** Dataset **
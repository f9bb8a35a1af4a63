mod common;

use std::{net::SocketAddr, sync::Arc};

use axum::http::StatusCode;
use energy_reporter::server;

use common::{A_WH, B_KWH, FakeMeter, FakeSink, config, config_with, pipeline, spawn};

struct Harness {
    addr: SocketAddr,
    meter: Arc<FakeMeter>,
    sink: Arc<FakeSink>,
    client: reqwest::Client,
}

impl Harness {
    async fn start(enable_web: bool) -> Self {
        let (meter, meter_url) = FakeMeter::default().answer("A", A_WH).answer("B", B_KWH).start().await;
        let (sink, sink_url) = FakeSink::new(StatusCode::OK).start().await;
        let cfg = if enable_web {
            config_with(&meter_url, &sink_url, "A,B", "entry1,entry2", &[("ENABLE_WEB", "true")])
        } else {
            config(&meter_url, &sink_url, "A,B", "entry1,entry2")
        };
        let addr = spawn(server::router(pipeline(&cfg), cfg.enable_web)).await;
        Self {
            addr,
            meter,
            sink,
            client: reqwest::Client::new(),
        }
    }

    fn url(&self, path: &str) -> String {
        format!("http://{}{path}", self.addr)
    }
}

#[tokio::test]
async fn get_root_serves_the_form() {
    let h = Harness::start(true).await;

    let resp = h.client.get(h.url("/")).send().await.unwrap();

    assert_eq!(resp.status(), 200);
    let content_type = resp.headers()["content-type"].to_str().unwrap().to_string();
    assert!(content_type.starts_with("text/html"));
    let html = resp.text().await.unwrap();
    assert!(html.contains(r#"name="date_to""#));
    assert!(html.contains(r#"action="/report""#));
    assert_eq!(h.meter.request_count(), 0);
}

#[tokio::test]
async fn manual_report_without_date_is_rejected_before_any_read() {
    let h = Harness::start(true).await;

    let resp = h.client.post(h.url("/")).form(&[("other", "x")]).send().await.unwrap();
    assert_eq!(resp.status(), 400);
    assert_eq!(resp.text().await.unwrap(), "date_to missing.");

    let resp = h.client.post(h.url("/")).form(&[("date_to", "")]).send().await.unwrap();
    assert_eq!(resp.status(), 400);

    assert_eq!(h.meter.request_count(), 0);
    assert!(h.sink.bodies().is_empty());
}

#[tokio::test]
async fn manual_report_without_body_is_a_bad_request() {
    let h = Harness::start(true).await;

    let resp = h.client.post(h.url("/")).send().await.unwrap();
    assert_eq!(resp.status(), 400);
    assert_eq!(resp.text().await.unwrap(), "date_to missing.");

    let resp = h
        .client
        .post(h.url("/"))
        .header("content-type", "application/json")
        .body(r#"{"date_to":"2024-03-09"}"#)
        .send()
        .await
        .unwrap();
    assert_eq!(resp.status(), 400);

    assert_eq!(h.meter.request_count(), 0);
}

#[tokio::test]
async fn manual_report_accepts_multipart() {
    let h = Harness::start(true).await;

    let form = reqwest::multipart::Form::new().text("date_to", "2024-03-09");
    let resp = h.client.post(h.url("/")).multipart(form).send().await.unwrap();
    assert_eq!(resp.status(), 200);
    assert_eq!(resp.text().await.unwrap(), "Device A: 2000 Wh\nDevice B: 3 kWh\n");

    let empty = reqwest::multipart::Form::new().text("other", "x");
    let resp = h.client.post(h.url("/")).multipart(empty).send().await.unwrap();
    assert_eq!(resp.status(), 400);
    assert_eq!(h.meter.request_count(), 2);
}

#[tokio::test]
async fn manual_report_lists_each_device() {
    let h = Harness::start(true).await;

    let resp = h
        .client
        .post(h.url("/"))
        .form(&[("date_to", "2024-03-09")])
        .send()
        .await
        .unwrap();

    assert_eq!(resp.status(), 200);
    assert_eq!(resp.text().await.unwrap(), "Device A: 2000 Wh\nDevice B: 3 kWh\n");
    assert_eq!(h.meter.request_count(), 2);
    assert_eq!(h.sink.bodies(), vec!["entry1=2&entry2=3".to_string()]);
}

#[tokio::test]
async fn report_endpoint_acknowledges() {
    let h = Harness::start(true).await;

    let resp = h.client.post(h.url("/report")).send().await.unwrap();

    assert_eq!(resp.status(), 200);
    assert_eq!(resp.text().await.unwrap(), "OKAY!");
    assert_eq!(h.sink.bodies().len(), 1);
}

#[tokio::test]
async fn failed_run_is_a_server_error() {
    let (_meter, meter_url) = FakeMeter::default()
        .answer("A", A_WH)
        .fail("B", StatusCode::SERVICE_UNAVAILABLE)
        .start()
        .await;
    let (sink, sink_url) = FakeSink::new(StatusCode::OK).start().await;
    let cfg = config_with(&meter_url, &sink_url, "A,B", "entry1,entry2", &[("ENABLE_WEB", "1")]);
    let addr = spawn(server::router(pipeline(&cfg), cfg.enable_web)).await;

    let resp = reqwest::Client::new()
        .post(format!("http://{addr}/report"))
        .send()
        .await
        .unwrap();

    assert_eq!(resp.status(), 500);
    assert!(resp.text().await.unwrap().contains("device B"));
    assert!(sink.bodies().is_empty());
}

#[tokio::test]
async fn unknown_routes_and_methods_are_not_found() {
    let h = Harness::start(true).await;

    for req in [
        h.client.get(h.url("/nope")),
        h.client.get(h.url("/report")),
        h.client.delete(h.url("/")),
    ] {
        let resp = req.send().await.unwrap();
        assert_eq!(resp.status(), 404);
        assert_eq!(resp.text().await.unwrap(), "Not Found.");
    }
    assert_eq!(h.meter.request_count(), 0);
}

#[tokio::test]
async fn disabled_surface_answers_404_everywhere() {
    let h = Harness::start(false).await;

    for req in [
        h.client.get(h.url("/")),
        h.client.post(h.url("/")).form(&[("date_to", "2024-03-09")]),
        h.client.post(h.url("/report")),
        h.client.get(h.url("/anything")),
    ] {
        let resp = req.send().await.unwrap();
        assert_eq!(resp.status(), 404);
        assert_eq!(resp.text().await.unwrap(), "There is nothing here yet");
    }
    assert_eq!(h.meter.request_count(), 0);
    assert!(h.sink.bodies().is_empty());
}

** Work task **
Transcribe the full listing above without leaving anything out.

** Your solution **
repository f9bb8a35a1af4a63
mod common;

use std::{net::SocketAddr, sync::Arc};

use axum::http::StatusCode;
use energy_reporter::server;

use common::{A_WH, B_KWH, FakeMeter, FakeSink, config, config_with, pipeline, spawn};

struct Harness {
    addr: SocketAddr,
    meter: Arc<FakeMeter>,
    sink: Arc<FakeSink>,
    client: reqwest::Client,
}

impl Harness {
    async fn start(enable_web: bool) -> Self {
        let (meter, meter_url) = FakeMeter::default().answer("A", A_WH).answer("B", B_KWH).start().await;
        let (sink, sink_url) = FakeSink::new(StatusCode::OK).start().await;
        let cfg = if enable_web {
            config_with(&meter_url, &sink_url, "A,B", "entry1,entry2", &[("ENABLE_WEB", "true")])
        } else {
            config(&meter_url, &sink_url, "A,B", "entry1,entry2")
        };
        let addr = spawn(server::router(pipeline(&cfg), cfg.enable_web)).await;
        Self {
            addr,
            meter,
            sink,
            client: reqwest::Client::new(),
        }
    }

    fn url(&self, path: &str) -> String {
        format!("http://{}{path}", self.addr)
    }
}

#[tokio::test]
async fn get_root_serves_the_form() {
    let h = Harness::start(true).await;

    let resp = h.client.get(h.url("/")).send().await.unwrap();

    assert_eq!(resp.status(), 200);
    let content_type = resp.headers()["content-type"].to_str().unwrap().to_string();
    assert!(content_type.starts_with("text/html"));
    let html = resp.text().await.unwrap();
    assert!(html.contains(r#"name="date_to""#));
    assert!(html.contains(r#"action="/report""#));
    assert_eq!(h.meter.request_count(), 0);
}

#[tokio::test]
async fn manual_report_without_date_is_rejected_before_any_read() {
    let h = Harness::start(true).await;

    let resp = h.client.post(h.url("/")).form(&[("other", "x")]).send().await.unwrap();
    assert_eq!(resp.status(), 400);
    assert_eq!(resp.text().await.unwrap(), "date_to missing.");

    let resp = h.client.post(h.url("/")).form(&[("date_to", "")]).send().await.unwrap();
    assert_eq!(resp.status(), 400);

    assert_eq!(h.meter.request_count(), 0);
    assert!(h.sink.bodies().is_empty());
}

#[tokio::test]
async fn manual_report_without_body_is_a_bad_request() {
    let h = Harness::start(true).await;

    let resp = h.client.post(h.url("/")).send().await.unwrap();
    assert_eq!(resp.status(), 400);
    assert_eq!(resp.text().await.unwrap(), "date_to missing.");

    let resp = h
        .client
        .post(h.url("/"))
        .header("content-type", "application/json")
        .body(r#"{"date_to":"2024-03-09"}"#)
        .send()
        .await
        .unwrap();
    assert_eq!(resp.status(), 400);

    assert_eq!(h.meter.request_count(), 0);
}

#[tokio::test]
async fn manual_report_accepts_multipart() {
    let h = Harness::start(true).await;

    let form = reqwest::multipart::Form::new().text("date_to", "2024-03-09");
    let resp = h.client.post(h.url("/")).multipart(form).send().await.unwrap();
    assert_eq!(resp.status(), 200);
    assert_eq!(resp.text().await.unwrap(), "Device A: 2000 Wh\nDevice B: 3 kWh\n");

    let empty = reqwest::multipart::Form::new().text("other", "x");
    let resp = h.client.post(h.url("/")).multipart(empty).send().await.unwrap();
    assert_eq!(resp.status(), 400);
    assert_eq!(h.meter.request_count(), 2);
}

#[tokio::test]
async fn manual_report_lists_each_device() {
    let h = Harness::start(true).await;

    let resp = h
        .client
        .post(h.url("/"))
        .form(&[("date_to", "2024-03-09")])
        .send()
        .await
        .unwrap();

    assert_eq!(resp.status(), 200);
    assert_eq!(resp.text().await.unwrap(), "Device A: 2000 Wh\nDevice B: 3 kWh\n");
    assert_eq!(h.meter.request_count(), 2);
    assert_eq!(h.sink.bodies(), vec!["entry1=2&entry2=3".to_string()]);
}

#[tokio::test]
async fn report_endpoint_acknowledges() {
    let h = Harness::start(true).await;

    let resp = h.client.post(h.url("/report")).send().await.unwrap();

    assert_eq!(resp.status(), 200);
    assert_eq!(resp.text().await.unwrap(), "OKAY!");
    assert_eq!(h.sink.bodies().len(), 1);
}

#[tokio::test]
async fn failed_run_is_a_server_error() {
    let (_meter, meter_url) = FakeMeter::default()
        .answer("A", A_WH)
        .fail("B", StatusCode::SERVICE_UNAVAILABLE)
        .start()
        .await;
    let (sink, sink_url) = FakeSink::new(StatusCode::OK).start().await;
    let cfg = config_with(&meter_url, &sink_url, "A,B", "entry1,entry2", &[("ENABLE_WEB", "1")]);
    let addr = spawn(server::router(pipeline(&cfg), cfg.enable_web)).await;

    let resp = reqwest::Client::new()
        .post(format!("http://{addr}/report"))
        .send()
        .await
        .unwrap();

    assert_eq!(resp.status(), 500);
    assert!(resp.text().await.unwrap().contains("device B"));
    assert!(sink.bodies().is_empty());
}

#[tokio::test]
async fn unknown_routes_and_methods_are_not_found() {
    let h = Harness::start(true).await;

    for req in [
        h.client.get(h.url("/nope")),
        h.client.get(h.url("/report")),
        h.client.delete(h.url("/")),
    ] {
        let resp = req.send().await.unwrap();
        assert_eq!(resp.status(), 404);
        assert_eq!(resp.text().await.unwrap(), "Not Found.");
    }
    assert_eq!(h.meter.request_count(), 0);
}

#[tokio::test]
async fn disabled_surface_answers_404_everywhere() {
    let h = Harness::start(false).await;

    for req in [
        h.client.get(h.url("/")),
        h.client.post(h.url("/")).form(&[("date_to", "2024-03-09")]),
        h.client.post(h.url("/report")),
        h.client.get(h.url("/anything")),
    ] {
        let resp = req.send().await.unwrap();
        assert_eq!(resp.status(), 404);
        assert_eq!(resp.text().await.unwrap(), "There is nothing here yet");
    }
    assert_eq!(h.meter.request_count(), 0);
    assert!(h.sink.bodies().is_empty());
}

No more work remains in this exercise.